RE: The Principle of Contingent Causation: The Impossibility of Infinite Regress.
July 23, 2023 at 11:10 am
Quote:Grandizer, ok, thanks for that; any comments on what I said to Polymath earlier on, that if you start writing 1,2,3, etc on pieces of paper, will you, or others after you, ever get to infinity? If not, and he seemed to agree this series formed by successive addition would always be finite, so if you do too, then why doesn't that apply in reverse? If we imagine points on the timeline to be -15 BN (give or take), when time began, then it is clear that, with the elapse of seconds, we can finally get to the present, t=0, at some point, which is today. But if it was actually infinite, how did it ever become a finite number in the first place? I asked the same in reverse when I said, if you did get to an Actual Infinite on one page, what number were you on 10 pages earlier? You see, the difference between the finite and the infinite cannot be transcended by successive addition; that's what we're saying. So would you agree with that, or would you dispute it? It seems to me that, if we agree that by writing numbers on pieces of paper, we, or others after us, could never reach an Actual Infinite, then the same applies in reverse.

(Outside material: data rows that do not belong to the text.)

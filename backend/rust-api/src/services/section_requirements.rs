//! Per-section gate evaluation: lectures watched, adaptive quiz finished,
//! exercise questions answered.
//!
//! Empty content never counts as complete: a section without lectures fails
//! the lecture gate and a section without exercise questions fails the
//! exercise gate.

use std::collections::{HashMap, HashSet};

use chrono::{DateTime, Utc};

use crate::models::{
    curriculum::{ExerciseQuestionRow, ExerciseRow, LectureRow},
    progress::{
        AdaptiveSessionRow, ExerciseSubmissionRow, LectureProgressRow, SectionRequirementSummary,
    },
};

type QuestionsByExercise = HashMap<String, HashSet<String>>;

/// Everything needed to evaluate the gates of a set of sections for one learner.
#[derive(Debug, Clone, Default)]
pub struct SectionProgressSnapshot {
    lectures: HashMap<String, HashSet<String>>,
    watched: HashMap<String, HashSet<String>>,
    adaptive_finished: HashSet<String>,
    questions: HashMap<String, QuestionsByExercise>,
    answered: HashMap<String, QuestionsByExercise>,
    last_submitted: HashMap<String, DateTime<Utc>>,
}

/// Raw rows as loaded by the hierarchy fetcher.
#[derive(Debug, Clone, Default)]
pub struct SectionProgressRows {
    pub lectures: Vec<LectureRow>,
    pub exercises: Vec<ExerciseRow>,
    pub questions: Vec<ExerciseQuestionRow>,
    pub watched_lectures: Vec<LectureProgressRow>,
    pub adaptive_sessions: Vec<AdaptiveSessionRow>,
    pub submissions: Vec<ExerciseSubmissionRow>,
}

/// Keeps the most recent submission per (section, exercise, question).
///
/// Newest first; rows without a timestamp sort last.
pub fn latest_submissions(mut rows: Vec<ExerciseSubmissionRow>) -> Vec<ExerciseSubmissionRow> {
    rows.sort_by(|a, b| b.submitted_at.cmp(&a.submitted_at));
    let mut seen = HashSet::new();
    rows.into_iter()
        .filter(|row| {
            seen.insert((
                row.section_id.clone(),
                row.exercise_id.clone(),
                row.question_id.clone(),
            ))
        })
        .collect()
}

impl SectionProgressSnapshot {
    pub fn from_rows(rows: SectionProgressRows) -> Self {
        let mut snapshot = SectionProgressSnapshot::default();

        for lecture in rows.lectures {
            snapshot
                .lectures
                .entry(lecture.section_id)
                .or_default()
                .insert(lecture.id);
        }

        for progress in rows.watched_lectures {
            snapshot
                .watched
                .entry(progress.section_id)
                .or_default()
                .insert(progress.lecture_id);
        }

        snapshot.adaptive_finished = rows
            .adaptive_sessions
            .into_iter()
            .filter(|session| session.status.satisfies_gate())
            .map(|session| session.section_id)
            .collect();

        let exercise_section: HashMap<String, String> = rows
            .exercises
            .into_iter()
            .map(|exercise| (exercise.id, exercise.section_id))
            .collect();
        for question in rows.questions {
            let Some(section_id) = exercise_section.get(&question.exercise_id) else {
                continue;
            };
            snapshot
                .questions
                .entry(section_id.clone())
                .or_default()
                .entry(question.exercise_id)
                .or_default()
                .insert(question.id);
        }

        for submission in latest_submissions(rows.submissions) {
            if let Some(at) = submission.submitted_at {
                let latest = snapshot
                    .last_submitted
                    .entry(submission.section_id.clone())
                    .or_insert(at);
                if at > *latest {
                    *latest = at;
                }
            }
            snapshot
                .answered
                .entry(submission.section_id)
                .or_default()
                .entry(submission.exercise_id)
                .or_default()
                .insert(submission.question_id);
        }

        snapshot
    }

    pub fn evaluate(&self, section_id: &str) -> SectionRequirementSummary {
        let lectures = self.lectures.get(section_id);
        let total_lectures = count(lectures);
        let watched_lectures = count_watched(lectures, self.watched.get(section_id));
        let exercise_questions_total = count_nested(self.questions.get(section_id));
        let answered_exercise_questions = count_nested(self.answered.get(section_id));

        SectionRequirementSummary {
            lectures_satisfied: total_lectures > 0 && watched_lectures >= total_lectures,
            adaptive_satisfied: self.adaptive_finished.contains(section_id),
            exercise_satisfied: exercise_questions_total > 0
                && answered_exercise_questions >= exercise_questions_total,
            total_lectures,
            watched_lectures,
            exercise_questions_total,
            answered_exercise_questions,
            last_submitted_at: self.last_submitted.get(section_id).copied(),
        }
    }
}

fn count(set: Option<&HashSet<String>>) -> u32 {
    set.map(|s| s.len() as u32).unwrap_or(0)
}

/// Watched rows only count for lectures the section still contains.
fn count_watched(lectures: Option<&HashSet<String>>, watched: Option<&HashSet<String>>) -> u32 {
    match (lectures, watched) {
        (Some(lectures), Some(watched)) => lectures.intersection(watched).count() as u32,
        _ => 0,
    }
}

fn count_nested(by_exercise: Option<&QuestionsByExercise>) -> u32 {
    by_exercise
        .map(|map| map.values().map(|questions| questions.len() as u32).sum())
        .unwrap_or(0)
}

#[cfg(test)]
mod tests {
    use super::*;
    use crate::models::progress::AdaptiveSessionStatus;
    use chrono::TimeZone;

    fn lecture(id: &str, section: &str) -> LectureRow {
        LectureRow {
            id: id.into(),
            section_id: section.into(),
        }
    }

    fn watched(section: &str, lecture: &str) -> LectureProgressRow {
        LectureProgressRow {
            section_id: section.into(),
            lecture_id: lecture.into(),
        }
    }

    fn submission(question: &str, at: Option<i64>) -> ExerciseSubmissionRow {
        ExerciseSubmissionRow {
            section_id: "s1".into(),
            exercise_id: "e1".into(),
            question_id: question.into(),
            submitted_at: at.map(|secs| Utc.timestamp_opt(secs, 0).unwrap()),
        }
    }

    fn exercise_rows() -> (Vec<ExerciseRow>, Vec<ExerciseQuestionRow>) {
        (
            vec![ExerciseRow {
                id: "e1".into(),
                section_id: "s1".into(),
            }],
            vec![
                ExerciseQuestionRow {
                    id: "q1".into(),
                    exercise_id: "e1".into(),
                },
                ExerciseQuestionRow {
                    id: "q2".into(),
                    exercise_id: "e1".into(),
                },
            ],
        )
    }

    #[test]
    fn section_without_lectures_is_not_lecture_satisfied() {
        let snapshot = SectionProgressSnapshot::from_rows(SectionProgressRows::default());
        let summary = snapshot.evaluate("s1");
        assert!(!summary.lectures_satisfied);
        assert!(!summary.exercise_satisfied);
        assert!(!summary.adaptive_satisfied);
        assert_eq!(summary.total_lectures, 0);
    }

    #[test]
    fn all_gates_satisfied() {
        let (exercises, questions) = exercise_rows();
        let snapshot = SectionProgressSnapshot::from_rows(SectionProgressRows {
            lectures: vec![lecture("l1", "s1"), lecture("l2", "s1")],
            watched_lectures: vec![watched("s1", "l1"), watched("s1", "l2"), watched("s1", "l2")],
            adaptive_sessions: vec![AdaptiveSessionRow {
                section_id: "s1".into(),
                status: AdaptiveSessionStatus::Stopped,
            }],
            exercises,
            questions,
            submissions: vec![submission("q1", Some(10)), submission("q2", Some(20))],
        });

        let summary = snapshot.evaluate("s1");
        assert!(summary.all_gates_satisfied());
        assert_eq!(summary.watched_lectures, 2);
        assert_eq!(summary.exercise_questions_total, 2);
        assert_eq!(summary.answered_exercise_questions, 2);
        assert_eq!(
            summary.last_submitted_at,
            Some(Utc.timestamp_opt(20, 0).unwrap())
        );
    }

    #[test]
    fn partially_watched_and_in_progress_quiz_fail_their_gates() {
        let (exercises, questions) = exercise_rows();
        let snapshot = SectionProgressSnapshot::from_rows(SectionProgressRows {
            lectures: vec![lecture("l1", "s1"), lecture("l2", "s1")],
            watched_lectures: vec![watched("s1", "l1")],
            adaptive_sessions: vec![AdaptiveSessionRow {
                section_id: "s1".into(),
                status: AdaptiveSessionStatus::InProgress,
            }],
            exercises,
            questions,
            submissions: vec![submission("q1", Some(5)), submission("q1", Some(9))],
        });

        let summary = snapshot.evaluate("s1");
        assert!(!summary.lectures_satisfied);
        assert!(!summary.adaptive_satisfied);
        assert!(!summary.exercise_satisfied);
        assert_eq!(summary.answered_exercise_questions, 1);
    }

    #[test]
    fn watched_rows_for_removed_lectures_are_ignored() {
        let snapshot = SectionProgressSnapshot::from_rows(SectionProgressRows {
            lectures: vec![lecture("l1", "s1"), lecture("l2", "s1")],
            watched_lectures: vec![watched("s1", "l1"), watched("s1", "l_deleted")],
            ..Default::default()
        });

        let summary = snapshot.evaluate("s1");
        assert_eq!(summary.total_lectures, 2);
        assert_eq!(summary.watched_lectures, 1);
        assert!(!summary.lectures_satisfied);
    }

    #[test]
    fn latest_submission_wins_per_question() {
        let rows = latest_submissions(vec![
            submission("q1", Some(1)),
            submission("q1", None),
            submission("q1", Some(3)),
            submission("q2", None),
        ]);

        assert_eq!(rows.len(), 2);
        assert_eq!(rows[0].question_id, "q1");
        assert_eq!(rows[0].submitted_at, Some(Utc.timestamp_opt(3, 0).unwrap()));
        assert_eq!(rows[1].question_id, "q2");
    }

    #[test]
    fn questions_for_unknown_exercises_are_ignored() {
        let snapshot = SectionProgressSnapshot::from_rows(SectionProgressRows {
            questions: vec![ExerciseQuestionRow {
                id: "q9".into(),
                exercise_id: "orphan".into(),
            }],
            ..Default::default()
        });
        assert_eq!(snapshot.evaluate("s1").exercise_questions_total, 0);
    }
}
pub mod auth;
pub mod metrics;
pub mod trace;
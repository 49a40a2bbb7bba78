use serde::Deserialize;
use std::{env, time::Duration};

pub const DEFAULT_IN_CHUNK_SIZE: usize = 90;

#[derive(Debug, Clone, Deserialize)]
pub struct Config {
    pub bind_address: String,
    pub supabase: SupabaseSettings,
    pub store_driver: StoreDriver,
    pub jwt_secret: String,
    pub backend_api_url: String,
    pub learning_path: LearningPathSettings,
}

#[derive(Debug, Clone, Deserialize)]
pub struct SupabaseSettings {
    /// Project URL, e.g. `https://xyz.supabase.co` (REST lives under `/rest/v1`).
    pub url: String,
    pub service_role_key: String,
    pub request_timeout_secs: u64,
}

impl SupabaseSettings {
    pub fn request_timeout(&self) -> Duration {
        Duration::from_secs(self.request_timeout_secs.max(1))
    }
}

#[derive(Debug, Clone, Copy, PartialEq, Eq, Deserialize)]
#[serde(rename_all = "lowercase")]
pub enum StoreDriver {
    Postgrest,
    Memory,
}

impl StoreDriver {
    fn parse(value: &str) -> Option<Self> {
        match value.trim().to_ascii_lowercase().as_str() {
            "postgrest" | "supabase" => Some(StoreDriver::Postgrest),
            "memory" => Some(StoreDriver::Memory),
            _ => None,
        }
    }
}

/// Tunables for the progress aggregation and path builder.
#[derive(Debug, Clone, Deserialize)]
pub struct LearningPathSettings {
    /// Maximum number of values sent in a single `in` filter.
    pub in_chunk_size: usize,
}

impl Default for LearningPathSettings {
    fn default() -> Self {
        Self {
            in_chunk_size: DEFAULT_IN_CHUNK_SIZE,
        }
    }
}

impl Config {
    pub fn load() -> Result<Self, config::ConfigError> {
        // Root .env first, then the crate-local one
        let skip_root_env = env::var("SKIP_ROOT_ENV").is_ok();
        if skip_root_env {
            dotenvy::dotenv().ok();
        } else if dotenvy::from_path("../../.env").is_err() {
            dotenvy::dotenv().ok();
        }

        let env = env::var("APP_ENV").unwrap_or_else(|_| "dev".to_string());

        let settings = config::Config::builder()
            .add_source(config::File::with_name(&format!("config/{}", env)).required(false))
            .add_source(config::Environment::with_prefix("APP").separator("__"))
            .build()?;

        let bind_address = settings
            .get_string("server.bind_address")
            .or_else(|_| env::var("BIND_ADDRESS"))
            .unwrap_or_else(|_| "0.0.0.0:8081".to_string());

        let store_driver = match settings
            .get_string("store.driver")
            .or_else(|_| env::var("STORE_DRIVER"))
        {
            Ok(raw) => StoreDriver::parse(&raw).ok_or_else(|| {
                config::ConfigError::Message(format!("Unknown store driver: {}", raw))
            })?,
            Err(_) => StoreDriver::Postgrest,
        };

        let supabase_url = settings
            .get_string("supabase.url")
            .or_else(|_| env::var("SUPABASE_URL"))
            .unwrap_or_default();
        let service_role_key = settings
            .get_string("supabase.service_role_key")
            .or_else(|_| env::var("SUPABASE_SERVICE_ROLE_KEY"))
            .unwrap_or_default();

        if store_driver == StoreDriver::Postgrest
            && (supabase_url.is_empty() || service_role_key.is_empty())
        {
            return Err(config::ConfigError::Message(
                "SUPABASE_URL and SUPABASE_SERVICE_ROLE_KEY must be set for the postgrest store"
                    .to_string(),
            ));
        }

        let request_timeout_secs = settings
            .get_int("supabase.request_timeout_secs")
            .ok()
            .and_then(|value| u64::try_from(value).ok())
            .unwrap_or(10);

        let jwt_secret = match settings
            .get_string("auth.jwt_secret")
            .or_else(|_| env::var("SUPABASE_JWT_SECRET"))
        {
            Ok(secret) => secret,
            Err(_) if env == "prod" => {
                return Err(config::ConfigError::Message(
                    "SUPABASE_JWT_SECRET must be set in production".to_string(),
                ))
            }
            Err(_) => {
                tracing::warn!("Using default JWT secret (dev mode only!)");
                "dev-secret-only-for-local-testing".to_string()
            }
        };

        let backend_api_url = settings
            .get_string("backend_api.url")
            .or_else(|_| env::var("BACKEND_API_URL"))
            .unwrap_or_else(|_| "http://localhost:8080".to_string());

        let in_chunk_size = settings
            .get_int("learning_path.in_chunk_size")
            .ok()
            .and_then(|value| usize::try_from(value).ok())
            .filter(|value| *value > 0)
            .unwrap_or(DEFAULT_IN_CHUNK_SIZE);

        Ok(Config {
            bind_address,
            supabase: SupabaseSettings {
                url: supabase_url.trim_end_matches('/').to_string(),
                service_role_key,
                request_timeout_secs,
            },
            store_driver,
            jwt_secret,
            backend_api_url: backend_api_url.trim_end_matches('/').to_string(),
            learning_path: LearningPathSettings { in_chunk_size },
        })
    }

    /// Configuration for running against the in-memory store (tests, local demos).
    pub fn in_memory(jwt_secret: impl Into<String>) -> Self {
        Config {
            bind_address: "127.0.0.1:0".to_string(),
            supabase: SupabaseSettings {
                url: String::new(),
                service_role_key: String::new(),
                request_timeout_secs: 10,
            },
            store_driver: StoreDriver::Memory,
            jwt_secret: jwt_secret.into(),
            backend_api_url: "http://127.0.0.1:9".to_string(),
            learning_path: LearningPathSettings::default(),
        }
    }
}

Granted that we got to 0, we did not start infinitely many years ago. We started, according to some, around 13.7 BN years ago, and according to others, around 15-20 BN years ago.
Grandizer Wrote:I get what you're saying, and I sympathize with the intuition that leads you to think this way. The problem, however, is what does it even mean to start from infinity? Just as we can't make sense of "ending in infinity", we can't make sense of "starting from infinity". Or at least, I can't. So you will have to make clear what you mean by this exactly, to make your conclusion as persuasive as possible.
Ok. Here's a formulation I can think of:
1. If we started from -infinity, we would never get to -15 BN years (or any other finite number).
2. If we never got to -15 BN years, we would never get to t=0, today.
3. We got to today, ergo 1 is false.
The issue here is we can never transcend the difference between the finite and the infinite by successive addition, any more than we can reach an actual number called infinite by adding digits on a piece of paper. Infinity conceived in thus way is a theoretical abstraction. When we say something goes on until infinity, we mean it will never end. Therefore if something did end, it did not go on till infinity. For the same reason, if we did get to the present time, we did not start an infinite amount of time ago (otherwise we would never get to a finite point in the past), but a finite time ago. Why can I count backward and allegedly reach -infinity from 0 but clearly not reach +infinity starting from 0?
Keep in mind the argument that brought us to this point (1) for every contingent being Bn, by definition of being contingent, it depends on a prior being Bn-1. You, me, our parents, the Earth and Universe etc being examples. (2) but if Bn-1 itself is contingent, then it depends on Bn-2 etc. And since this series cannot go on forever, otherwise it would not have terminated with us, we have (3) the First Being in existence, B1, is not contingent, since there is no B0, but exists non-contingently.
One doesn't even have to bring Infinity into it were it not that Atheists feel obligated to do so to avoid the unpleasant conclusion (3). For all finite n, whether n is 10 BN or 10 TN, the above conclusion holds. One can only evade it by arbitrarily postulating that the number of beings in existence is infinite.
Angrboda, your own video did not say what you think it said. Am on my phone now and will post relevant excerpts from it shortly.